Friday, November 4, 2011

JSON versus JSONP with a GSON example

JSON is a data format used for passing data between webapps.
An example of JSON
{
"name" : "Freebase Reconciliation Service",
"identifierSpace" : "http://rdf.freebase.com/ns/type.object.mid",
"schemaSpace" : "http://rdf.freebase.com/ns/type.object.id",
"view" : {
"url" : "http://www.freebase.com/view{{id}}"
},
"preview" : {
"url" : "http://www.freebase.com/widget/topic{{id}}?mode=content",
"width" : 430,
"height" : 300
},
"suggest" : {
"property" : "http://standard-reconcile.freebaseapps.com/suggest_property"
},
"defaultTypes" : [
{
"id" : "/people/person",
"name" : "Person"
},
{
"id" : "/location/location",
"name" : "Location"
}
 ]
}

JSON is meant to be used only within the same domain, a domain of origin thing to prevent its from being vulnerable to cross site scripting, like what was exploited like crazy when I was a young one just learning Java. But that's not always a very convenient solution for everyone, sometimes you just need to get JSON-based data from a 3rd party site (after all JSON has advantages over other methods), so what to do?

JSONP was developed to solve this. JSONP looks almost entirely just like JSON, even in name. An example of JSONP where "foo" is added to the call in form of a callback value
(i.e. http://www.mydomain.com/mywebapp?callback=foo):
foo({
  "name" : "Freebase Reconciliation Service",
  "identifierSpace" : "http://rdf.freebase.com/ns/type.object.mid",
  "schemaSpace" : "http://rdf.freebase.com/ns/type.object.id",
  "view" : {
    "url" : "http://www.freebase.com/view{{id}}"
  },
  "preview" : {
    "url" : "http://www.freebase.com/widget/topic{{id}}?mode=content",
    "width" : 430,
    "height" : 300
  },
  "suggest" : {
    "property" : "http://standard-reconcile.freebaseapps.com/suggest_property"
  },
  "defaultTypes" : [
    {
      "id" : "/people/person",
      "name" : "Person"
    },
    {
      "id" : "/location/location",
      "name" : "Location"
    }
  ]
})

So if you're like me, and thinking GSON is neat and you want to use it, but need the data to be packaged in JSONP format, it's rather easy to fix this..

   // Okay, it doesn't have to have the setPrettyPrinting,
  // but it helps make it readable when troubleshooting!

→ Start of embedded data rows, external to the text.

//! Workflow repository for managing workflow definitions.

use std::future::Future;

use diesel::prelude::*;
use diesel_async::RunQueryDsl;
use jiff::Timestamp;
use uuid::Uuid;

use crate::model::{NewWorkflow, UpdateWorkflow, Workflow};
use crate::types::{OffsetPage, OffsetPagination};
use crate::{PgConnection, PgError, PgResult, schema};

/// Repository for workflow database operations.
pub trait WorkflowRepository {
    /// Creates a new workflow.
    fn create_workflow(&mut self, new_workflow: NewWorkflow) -> impl Future<Output = PgResult<Workflow>> + Send;

    /// Finds a workflow by ID.
    fn find_workflow_by_id(&mut self, workflow_id: Uuid) -> impl Future<Output = PgResult<Option<Workflow>>> + Send;

    /// Lists workflows in a namespace.
    fn list_workflows(
        &mut self,
        namespace_id: Uuid,
        pagination: OffsetPagination,
    ) -> impl Future<Output = PgResult<OffsetPage<Workflow>>> + Send;

    /// Updates a workflow.
    fn update_workflow(&mut self, workflow_id: Uuid, changes: UpdateWorkflow) -> impl Future<Output = PgResult<Workflow>> + Send;

    /// Soft deletes a workflow.
    fn delete_workflow(&mut self, workflow_id: Uuid) -> impl Future<Output = PgResult<()>> + Send;
}

impl WorkflowRepository for PgConnection {
    async fn create_workflow(&mut self, new_workflow: NewWorkflow) -> PgResult<Workflow> {
        use schema::workflows;

        let workflow = diesel::insert_into(workflows::table)
            .values(&new_workflow)
            .returning(Workflow::as_returning())
            .get_result(self)
            .await
            .map_err(PgError::from)?;

        Ok(workflow)
    }

    async fn find_workflow_by_id(&mut self, workflow_id: Uuid) -> PgResult<Option<Workflow>> {
        use schema::workflows::dsl::*;

        let workflow = workflows
            .filter(id.eq(workflow_id))
            .filter(deleted_at.is_null())
            .select(Workflow::as_select())
            .first(self)
            .await
            .optional()
            .map_err(PgError::from)?;

        Ok(workflow)
    }

    async fn list_workflows(&mut self, filter_namespace_id: Uuid, pagination: OffsetPagination) -> PgResult<OffsetPage<Workflow>> {
        use schema::workflows::dsl::*;

        let items = workflows
            .filter(namespace_id.eq(filter_namespace_id))
            .filter(deleted_at.is_null())
            .select(Workflow::as_select())
            .order(created_at.desc())
            .limit(pagination.limit)
            .offset(pagination.offset)
            .load(self)
            .await
            .map_err(PgError::from)?;

        let total = if pagination.include_count {
            let count = workflows
                .filter(namespace_id.eq(filter_namespace_id))
                .filter(deleted_at.is_null())
                .count()
                .get_result::<i64>(self)
                .await
                .map_err(PgError::from)?;
            Some(count)
        } else {
            None
        };

        Ok(OffsetPage::new(items, total))
    }

    async fn update_workflow(&mut self, workflow_id: Uuid, changes: UpdateWorkflow) -> PgResult<Workflow> {
        use schema::workflows::dsl::*;

        let workflow = diesel::update(workflows)
            .filter(id.eq(workflow_id))
            .set(&changes)
            .returning(Workflow::as_returning())
            .get_result(self)
            .await
            .map_err(PgError::from)?;

        Ok(workflow)
    }

    async fn delete_workflow(&mut self, workflow_id: Uuid) -> PgResult<()> {
        use schema::workflows::dsl::*;

        diesel::update(workflows)
            .filter(id.eq(workflow_id))
            .set(deleted_at.eq(Some(jiff_diesel::Timestamp::from(Timestamp::now()))))
            .execute(self)
            .await
            .map_err(PgError::from)?;

        Ok(())
    }
}
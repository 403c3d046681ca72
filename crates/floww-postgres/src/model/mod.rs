//! Database models for the floww data model.

mod execution_history;
mod incoming_webhook;
mod namespace;
mod organization;
mod organization_member;
mod provider;
mod recurring_task;
mod runtime;
mod secret;
mod trigger;
mod user;
mod workflow;
mod workflow_deployment;

pub use execution_history::{
    ExecutionHistory, MarkExecutionFinished, MarkExecutionStarted, NewExecutionHistory,
};
pub use incoming_webhook::{IncomingWebhook, NewIncomingWebhook};
pub use namespace::{NewNamespace, Namespace, UpdateNamespace};
pub use organization::{NewOrganization, Organization, UpdateOrganization};
pub use organization_member::{NewOrganizationMember, OrganizationMember, UpdateOrganizationMember};
pub use provider::{NewProvider, Provider, UpdateProvider};
pub use recurring_task::{NewRecurringTask, RecurringTask};
pub use runtime::{config_hash, NewRuntime, Runtime, UpdateRuntime};
pub use secret::{NewSecret, Secret, UpdateSecret};
pub use trigger::{canonical_json, NewTrigger, Trigger, UpdateTriggerState};
pub use user::{NewUser, UpdateUser, User};
pub use workflow::{NewWorkflow, UpdateWorkflow, Workflow};
pub use workflow_deployment::{
    NewWorkflowDeployment, UpdateWorkflowDeploymentStatus, WorkflowDeployment,
};
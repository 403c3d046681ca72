//! Recurring task repository for the scheduler's durable job store.

use std::future::Future;

use diesel::prelude::*;
use diesel_async::RunQueryDsl;
use uuid::Uuid;

use crate::model::{NewRecurringTask, RecurringTask};
use crate::{PgConnection, PgError, PgResult, schema};

/// Repository for recurring task database operations.
pub trait RecurringTaskRepository {
    /// Registers a trigger as schedule-backed.
    fn create_recurring_task(&mut self, new_task: NewRecurringTask) -> impl Future<Output = PgResult<RecurringTask>> + Send;

    /// Lists every recurring task, read by the scheduler on startup to
    /// rebuild its in-memory job set.
    fn list_recurring_tasks(&mut self) -> impl Future<Output = PgResult<Vec<RecurringTask>>> + Send;

    /// Finds the recurring task for a given trigger, if any.
    fn find_recurring_task_by_trigger(&mut self, trigger_id: Uuid) -> impl Future<Output = PgResult<Option<RecurringTask>>> + Send;

    /// Removes a recurring task, e.g. when its trigger is deleted.
    fn delete_recurring_task(&mut self, trigger_id: Uuid) -> impl Future<Output = PgResult<()>> + Send;
}

impl RecurringTaskRepository for PgConnection {
    async fn create_recurring_task(&mut self, new_task: NewRecurringTask) -> PgResult<RecurringTask> {
        use schema::recurring_tasks;

        let task = diesel::insert_into(recurring_tasks::table)
            .values(&new_task)
            .returning(RecurringTask::as_returning())
            .get_result(self)
            .await
            .map_err(PgError::from)?;

        Ok(task)
    }

    async fn list_recurring_tasks(&mut self) -> PgResult<Vec<RecurringTask>> {
        use schema::recurring_tasks::dsl::*;

        let rows = recurring_tasks
            .select(RecurringTask::as_select())
            .load(self)
            .await
            .map_err(PgError::from)?;

        Ok(rows)
    }

    async fn find_recurring_task_by_trigger(&mut self, filter_trigger_id: Uuid) -> PgResult<Option<RecurringTask>> {
        use schema::recurring_tasks::dsl::*;

        let task = recurring_tasks
            .filter(trigger_id.eq(filter_trigger_id))
            .select(RecurringTask::as_select())
            .first(self)
            .await
            .optional()
            .map_err(PgError::from)?;

        Ok(task)
    }

    async fn delete_recurring_task(&mut self, filter_trigger_id: Uuid) -> PgResult<()> {
        use schema::recurring_tasks::dsl::*;

        diesel::delete(recurring_tasks)
            .filter(trigger_id.eq(filter_trigger_id))
            .execute(self)
            .await
            .map_err(PgError::from)?;

        Ok(())
    }
}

   Gson gson = new GsonBuilder().setPrettyPrinting().create();;
    response.setCharacterEncoding("UTF-8");
                 response.setContentType("application/json");
           response.setStatus(200);

   PrintWriter out= response.getWriter();
   String JSONstr = gson.toJson(object2beJSONized);
   String callback = request.getParameter("callback");
   JSONstr = callback+"("+JSONstr+");";
   out.print(test);

Ta-da~!

I'm posting this because I really wish there had been this easy of an explanation for how to do this somewhere online.

2 comments:

  1. Hi!!

    I hope you can help me... I have a restful web service made with java/jersey deployed in openshift.

    The Android application I'm developing can access the API and exchange data (get, post...), but my web backend can't through Jquery and ajax...

    The call seems to be correctly made as firebug tells me 200 OK and as I can see the JSON text correctly.

    The thing is that as dataType: "jsonp" can't be deleted (otherwise it isn't working nor from browser at least), I think that my json is not in JSONP format (with call back and so on).

    Could you help me with that?

    my email is captain06@gmail.com

    Thanks in advance.

    ReplyDelete
  2. "JSON is meant to be used only within the same domain" - No, it is _Ajax_ (using JSON, XML or any other data format) that is only meant to be within the same domain. JSON as a data format can be used between any two systems that can handle strings.